Reproduce all lines of the listing below in which the word "version" occurs.
╭──
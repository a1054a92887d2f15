//! Transaction types.

use base64::{Engine as _, engine::general_purpose::STANDARD};
use serde::{Deserialize, Serialize};

use crate::error::Error;

use super::{Address, CryptoHash, Egld, PublicKey, SecretKey, Signature};

/// An unsigned transaction.
///
/// Field declaration order is the canonical key order of the signing payload,
/// so it must not be changed.
#[derive(Clone, Debug, PartialEq, Eq, Serialize, Deserialize)]
#[serde(rename_all = "camelCase")]
pub struct Transaction {
    /// Sender's account nonce.
    pub nonce: u64,
    /// Native amount moved, serialized as an atomic decimal string.
    pub value: Egld,
    /// The account that receives the transaction.
    pub receiver: Address,
    /// The account that signs and pays for the transaction.
    pub sender: Address,
    /// Price per gas unit in atomic units.
    pub gas_price: u64,
    /// Maximum gas the transaction may consume.
    pub gas_limit: u64,
    /// Base64 of the raw call data; absent when there is no payload.
    #[serde(default, skip_serializing_if = "Option::is_none")]
    pub data: Option<String>,
    /// Chain id of the target network.
    #[serde(rename = "chainID")]
    pub chain_id: String,
    /// Transaction format version.
    pub version: u32,
}

impl Transaction {
    /// The raw call data, decoded from its base64 form.
    pub fn decoded_data(&self) -> Result<Option<String>, Error> {
        let Some(data) = &self.data else {
            return Ok(None);
        };
        let bytes = STANDARD
            .decode(data)
            .map_err(|e| Error::invalid_argument(format!("Invalid base64 data: {}", e)))?;
        String::from_utf8(bytes)
            .map(Some)
            .map_err(|e| Error::invalid_argument(format!("Data is not UTF-8: {}", e)))
    }

    /// The canonical JSON that is hashed and signed.
    ///
    /// Compact, keys in declaration order, absent `data` omitted and `/` left
    /// unescaped.
    pub fn signing_payload(&self) -> String {
        serde_json::to_string(self).expect("transaction serialization should never fail")
    }

    /// Keccak-256 of the signing payload.
    pub fn digest(&self) -> CryptoHash {
        CryptoHash::keccak256(self.signing_payload().as_bytes())
    }

    /// Sign this transaction with a secret key.
    pub fn sign(self, secret_key: &SecretKey) -> Result<SignedTransaction, Error> {
        let signature = secret_key.sign_digest(&self.digest())?;
        tracing::debug!(
            sender = %self.sender,
            nonce = self.nonce,
            chain_id = %self.chain_id,
            "transaction signed"
        );
        Ok(SignedTransaction {
            transaction: self,
            signature,
        })
    }

    /// Sign this transaction with a 64-character hex private key.
    pub fn sign_with_hex(self, private_key_hex: &str) -> Result<SignedTransaction, Error> {
        let secret_key = SecretKey::from_hex(private_key_hex)?;
        self.sign(&secret_key)
    }
}

/// A signed transaction ready to be sent.
///
/// Serializes as the transaction's fields followed by `signature`, which is
/// the body posted to the `/transactions` endpoint.
#[derive(Clone, Debug, PartialEq, Eq, Serialize, Deserialize)]
pub struct SignedTransaction {
    /// The unsigned transaction.
    #[serde(flatten)]
    pub transaction: Transaction,
    /// The signature over the transaction's digest.
    pub signature: Signature,
}

impl SignedTransaction {
    /// The wire body as compact JSON.
    pub fn to_json(&self) -> String {
        serde_json::to_string(self).expect("signed transaction serialization should never fail")
    }

    /// Parse a wire body.
    pub fn from_json(s: &str) -> Result<Self, Error> {
        Ok(serde_json::from_str(s)?)
    }

    /// Check the signature against the sender's address.
    pub fn verify(&self) -> bool {
        let public_key = PublicKey::from(&self.transaction.sender);
        self.signature
            .verify(&self.transaction.digest(), &public_key)
    }
}
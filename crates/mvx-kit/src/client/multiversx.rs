//! The main client.

use std::sync::Arc;

use serde::de::DeserializeOwned;
use serde_json::Value;

use crate::contract::ContractCall;
use crate::error::{Error, TransportError};
use crate::tokens::{EsdtTransfer, NftTransfer};
use crate::types::{
    AccountView, Address, Network, SendTransactionResponse, SignedTransaction, TokenBalance,
    TokenProperties, TransactionStatus,
};

use super::config::Config;
use super::transaction::TransactionBuilder;
use super::transport::{HttpTransport, Transport};

/// Client for a MultiversX-style REST API.
///
/// Holds a [`Config`] snapshot and a shared [`Transport`]. Cloning is cheap.
///
/// # Example
///
/// ```rust,no_run
/// use mvx_kit::*;
///
/// # async fn example() -> Result<(), Error> {
/// let client = Multiversx::new(Config::devnet());
/// let keypair = KeyPair::from_private_key_hex(
///     "1111111111111111111111111111111111111111111111111111111111111111",
/// )?;
///
/// let account = client.account(&keypair.address).await?;
///
/// let signed = client
///     .transaction()
///     .sender(&keypair.address)
///     .receiver("erd1spyavw0956vq68xj8y4tenjpq2wd5a9p2c6j8gsz7ztyrnpxrruqzu66jx")
///     .value("0.1 EGLD")
///     .nonce(account.nonce)
///     .gas_limit(50_000)
///     .build()?
///     .sign(&keypair.secret_key)?;
///
/// let sent = client.send_transaction(&signed).await?;
/// println!("submitted {}", sent.tx_hash);
/// # Ok(())
/// # }
/// ```
#[derive(Clone)]
pub struct Multiversx {
    config: Config,
    transport: Arc<dyn Transport>,
}

impl Multiversx {
    /// Create a client that talks HTTP to `config.api_url`.
    pub fn new(config: Config) -> Self {
        let transport = Arc::new(HttpTransport::new(config.api_url.clone()));
        Self { config, transport }
    }

    /// Create a client over a custom transport.
    pub fn with_transport(config: Config, transport: Arc<dyn Transport>) -> Self {
        Self { config, transport }
    }

    /// Create a client configured from environment variables.
    ///
    /// See [`Config::from_env`].
    pub fn from_env() -> Result<Self, Error> {
        Ok(Self::new(Config::from_env()?))
    }

    /// The configuration snapshot.
    pub fn config(&self) -> &Config {
        &self.config
    }

    /// The configured network.
    pub fn network(&self) -> Network {
        self.config.network
    }

    // ========================================================================
    // Builders
    // ========================================================================

    /// Start a plain transaction against this client's configuration.
    pub fn transaction(&self) -> TransactionBuilder<'_> {
        TransactionBuilder::new(&self.config)
    }

    /// Start a smart contract call. Finish with
    /// [`ContractCall::prepare`] passing [`config`](Self::config).
    pub fn contract_call(&self) -> ContractCall {
        ContractCall::new()
    }

    /// Start a fungible token transfer.
    pub fn esdt_transfer(&self) -> EsdtTransfer {
        EsdtTransfer::new()
    }

    /// Start an NFT/SFT transfer.
    pub fn nft_transfer(&self) -> NftTransfer {
        NftTransfer::new()
    }

    // ========================================================================
    // Transactions
    // ========================================================================

    /// Submit a signed transaction.
    ///
    /// The body posted is exactly [`SignedTransaction::to_json`].
    pub async fn send_transaction(
        &self,
        signed: &SignedTransaction,
    ) -> Result<SendTransactionResponse, Error> {
        tracing::debug!(
            sender = %signed.transaction.sender,
            nonce = signed.transaction.nonce,
            "sending transaction"
        );
        let response = self.transport.post("/transactions", signed.to_json()).await?;
        decode(response)
    }

    /// Fetch a transaction's details and processing status.
    pub async fn transaction_status(&self, tx_hash: &str) -> Result<TransactionStatus, Error> {
        if tx_hash.len() != 64 || !tx_hash.chars().all(|c| c.is_ascii_hexdigit()) {
            return Err(Error::invalid_argument(format!(
                "Invalid transaction hash: {}",
                tx_hash
            )));
        }
        self.get(&format!("/transactions/{}", tx_hash), &[]).await
    }

    // ========================================================================
    // Accounts and tokens
    // ========================================================================

    /// Fetch an account's balance and nonce.
    pub async fn account(&self, address: impl AsRef<str>) -> Result<AccountView, Error> {
        let address = Address::new(address)?;
        self.get(&format!("/accounts/{}", address), &[]).await
    }

    /// Fetch a token's properties.
    pub async fn token_properties(&self, identifier: &str) -> Result<TokenProperties, Error> {
        require_identifier(identifier)?;
        self.get(&format!("/tokens/{}", identifier), &[]).await
    }

    /// Fetch an account's balance of one token.
    pub async fn token_balance(
        &self,
        address: impl AsRef<str>,
        identifier: &str,
    ) -> Result<TokenBalance, Error> {
        require_identifier(identifier)?;
        let address = Address::new(address)?;
        self.get(&format!("/accounts/{}/tokens/{}", address, identifier), &[])
            .await
    }

    /// List the tokens an account holds, optionally paginated.
    pub async fn account_tokens(
        &self,
        address: impl AsRef<str>,
        from: Option<u32>,
        size: Option<u32>,
    ) -> Result<Vec<TokenBalance>, Error> {
        let address = Address::new(address)?;

        let mut query = Vec::new();
        if let Some(from) = from {
            query.push(("from".to_string(), from.to_string()));
        }
        if let Some(size) = size {
            query.push(("size".to_string(), size.to_string()));
        }

        self.get(&format!("/accounts/{}/tokens", address), &query)
            .await
    }

    async fn get<T: DeserializeOwned>(
        &self,
        path: &str,
        query: &[(String, String)],
    ) -> Result<T, Error> {
        tracing::debug!(path, "GET");
        let response = self.transport.get(path, query).await?;
        decode(response)
    }
}

impl std::fmt::Debug for Multiversx {
    fn fmt(&self, f: &mut std::fmt::Formatter<'_>) -> std::fmt::Result {
        f.debug_struct("Multiversx")
            .field("config", &self.config)
            .finish()
    }
}

fn require_identifier(identifier: &str) -> Result<(), Error> {
    if identifier.trim().is_empty() {
        return Err(Error::invalid_argument("Token identifier cannot be empty"));
    }
    Ok(())
}

fn decode<T: DeserializeOwned>(value: Value) -> Result<T, Error> {
    serde_json::from_value(value).map_err(|e| {
        TransportError::InvalidResponse(format!("Unexpected response shape: {}", e)).into()
    })
}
╰──
**Problem solution**.
    /// Transaction format version.
    pub version: u32,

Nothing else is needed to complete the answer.